▶ _Problem statement_:
Copy all lines below containing "Result".

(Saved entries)
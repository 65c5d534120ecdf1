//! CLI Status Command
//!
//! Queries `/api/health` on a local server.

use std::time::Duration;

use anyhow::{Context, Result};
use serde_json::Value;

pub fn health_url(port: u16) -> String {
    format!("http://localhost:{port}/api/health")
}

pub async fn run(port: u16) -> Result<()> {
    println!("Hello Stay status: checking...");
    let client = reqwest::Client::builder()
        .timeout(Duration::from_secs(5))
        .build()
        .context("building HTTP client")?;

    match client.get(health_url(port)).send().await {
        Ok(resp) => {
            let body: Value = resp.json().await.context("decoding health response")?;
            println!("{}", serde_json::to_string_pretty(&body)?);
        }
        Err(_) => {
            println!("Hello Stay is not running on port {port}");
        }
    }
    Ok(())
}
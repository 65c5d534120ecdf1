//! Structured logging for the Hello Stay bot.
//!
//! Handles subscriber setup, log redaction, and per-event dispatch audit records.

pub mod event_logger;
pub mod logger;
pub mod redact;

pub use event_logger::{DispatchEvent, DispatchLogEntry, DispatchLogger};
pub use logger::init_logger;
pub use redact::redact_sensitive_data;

▶ _Expected answer_:
use anyhow::{Context, Result};
pub async fn run(port: u16) -> Result<()> {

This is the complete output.